▸ **Dataset entries**
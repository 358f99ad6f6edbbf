//! Surface AST.
//!
//! Built by the parser and never mutated afterwards. Every expression,
//! pattern, and type node carries its dense per-module [`NodeId`] plus
//! the byte span it came from; inference hangs its marks off those IDs.

use serde::Serialize;
use workman_core::{NodeId, Span};

/// An identifier occurrence (binder or reference).
#[derive(Debug, Clone, Serialize)]
pub struct Ident {
    pub id: NodeId,
    pub name: String,
    pub span: Span,
}

/// A parsed module.
#[derive(Debug, Clone, Serialize)]
pub struct Program {
    pub items: Vec<Item>,
    pub span: Span,
}

#[derive(Debug, Clone, Serialize)]
pub enum Item {
    Import(ImportDecl),
    ReExport(ReExportDecl),
    Let(LetDecl),
    Type(TypeDecl),
    Infix(InfixDecl),
    Prefix(PrefixDecl),
}

/// `from "path" import { name [as local], ... };` or
/// `from "path" import * as ns;`
#[derive(Debug, Clone, Serialize)]
pub struct ImportDecl {
    pub path: String,
    pub path_span: Span,
    pub names: ImportNames,
    pub span: Span,
}

#[derive(Debug, Clone, Serialize)]
pub enum ImportNames {
    Named(Vec<ImportSpecifier>),
    Namespace(Ident),
}

#[derive(Debug, Clone, Serialize)]
pub struct ImportSpecifier {
    pub name: Ident,
    pub local: Option<Ident>,
}

impl ImportSpecifier {
    /// The name the import binds locally.
    pub fn local_name(&self) -> &str {
        match &self.local {
            Some(local) => &local.name,
            None => &self.name.name,
        }
    }
}

/// `export from "path" type Name, Name(..);`
#[derive(Debug, Clone, Serialize)]
pub struct ReExportDecl {
    pub path: String,
    pub path_span: Span,
    pub items: Vec<ReExportItem>,
    pub span: Span,
}

#[derive(Debug, Clone, Serialize)]
pub struct ReExportItem {
    pub name: Ident,
    /// `Name(..)` re-exports the constructors along with the type.
    pub with_constructors: bool,
}

/// `[export] let [rec] binding (and binding)* ;`
#[derive(Debug, Clone, Serialize)]
pub struct LetDecl {
    pub exported: bool,
    pub recursive: bool,
    pub bindings: Vec<Binding>,
    pub span: Span,
}

#[derive(Debug, Clone, Serialize)]
pub struct Binding {
    pub name: Ident,
    pub annotation: Option<TypeExpr>,
    pub value: Expr,
    pub span: Span,
}

/// `[export] type Name<Params> = [|] member (| member)* ;`
#[derive(Debug, Clone, Serialize)]
pub struct TypeDecl {
    pub exported: bool,
    pub name: Ident,
    pub params: Vec<Ident>,
    pub rhs: TypeRhs,
    pub span: Span,
}

#[derive(Debug, Clone, Serialize)]
pub enum TypeRhs {
    /// Sum of constructors: `None | Some<T>`.
    Constructors(Vec<CtorDecl>),
    /// Error-row alias: `type Err = <NotMul>;`
    ErrorRow(TypeExpr),
}

#[derive(Debug, Clone, Serialize)]
pub struct CtorDecl {
    pub name: Ident,
    pub fields: Vec<TypeExpr>,
    pub span: Span,
}

#[derive(Debug, Clone, Copy, PartialEq, Eq, Serialize)]
pub enum Assoc {
    None,
    Left,
    Right,
}

/// `infix[l|r] PREC OP = target ;`
#[derive(Debug, Clone, Serialize)]
pub struct InfixDecl {
    pub exported: bool,
    pub assoc: Assoc,
    pub precedence: u8,
    pub op: String,
    pub op_span: Span,
    pub target: Ident,
    pub span: Span,
}

/// `prefix OP = target ;`
#[derive(Debug, Clone, Serialize)]
pub struct PrefixDecl {
    pub exported: bool,
    pub op: String,
    pub op_span: Span,
    pub target: Ident,
    pub span: Span,
}

#[derive(Debug, Clone, Serialize)]
pub struct Expr {
    pub id: NodeId,
    pub span: Span,
    pub kind: ExprKind,
}

#[derive(Debug, Clone, Serialize)]
pub enum ExprKind {
    Var(String),
    /// Uppercase constructor reference; saturation happens at call sites
    /// or, for nullary constructors, in place.
    CtorRef(String),
    Int(i64),
    Bool(bool),
    Char(char),
    Str(String),
    Unit,
    Tuple(Vec<Expr>),
    Call {
        callee: Box<Expr>,
        args: Vec<Expr>,
    },
    Binary {
        op: String,
        op_span: Span,
        lhs: Box<Expr>,
        rhs: Box<Expr>,
    },
    Unary {
        op: String,
        op_span: Span,
        operand: Box<Expr>,
    },
    Arrow {
        params: Vec<Param>,
        /// Always a `Block` expression.
        body: Box<Expr>,
    },
    Block(Block),
    Match {
        scrutinee: Box<Expr>,
        arms: Vec<MatchArm>,
    },
    /// `base.field` - namespace member or record field access.
    Field {
        base: Box<Expr>,
        field: Ident,
    },
}

#[derive(Debug, Clone, Serialize)]
pub struct Param {
    pub name: Ident,
    pub annotation: Option<TypeExpr>,
}

#[derive(Debug, Clone, Serialize)]
pub struct Block {
    pub stmts: Vec<Stmt>,
    pub result: Option<Box<Expr>>,
}

#[derive(Debug, Clone, Serialize)]
pub enum Stmt {
    /// Local (never exported) let binding.
    Let(LetDecl),
    /// Expression statement; its value is dropped.
    Expr(Expr),
}

#[derive(Debug, Clone, Serialize)]
pub struct MatchArm {
    pub pattern: Pattern,
    /// Always a `Block` expression; enforced syntactically.
    pub body: Expr,
    pub span: Span,
}

#[derive(Debug, Clone, Serialize)]
pub struct Pattern {
    pub id: NodeId,
    pub span: Span,
    pub kind: PatKind,
}

#[derive(Debug, Clone, Serialize)]
pub enum PatKind {
    Wildcard,
    Var(String),
    Int(i64),
    Bool(bool),
    Char(char),
    Str(String),
    Ctor {
        name: String,
        args: Vec<Pattern>,
    },
    Tuple(Vec<Pattern>),
}

impl Pattern {
    pub fn is_wildcard_like(&self) -> bool {
        matches!(self.kind, PatKind::Wildcard | PatKind::Var(_))
    }
}

#[derive(Debug, Clone, Serialize)]
pub struct TypeExpr {
    pub id: NodeId,
    pub span: Span,
    pub kind: TypeExprKind,
}

#[derive(Debug, Clone, Serialize)]
pub enum TypeExprKind {
    /// `Int`, `Option<T>`, or a type parameter in scope.
    Name {
        name: String,
        args: Vec<TypeExpr>,
    },
    /// `A -> B`, right-associative.
    Fun {
        from: Box<TypeExpr>,
        to: Box<TypeExpr>,
    },
    Tuple(Vec<TypeExpr>),
    /// Error-row literal: `<NotMul, Overflow<Int>>`.
    Row(Vec<RowCase>),
    Unit,
    /// `?` - a user hole.
    Hole,
}

#[derive(Debug, Clone, Serialize)]
pub struct RowCase {
    pub name: Ident,
    pub payload: Option<TypeExpr>,
}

▸ **PROBLEM STATEMENT**
Show the lines of the records above that mention "value".

▸ **TASK RESULT**
    pub value: Expr,
    /// Expression statement; its value is dropped.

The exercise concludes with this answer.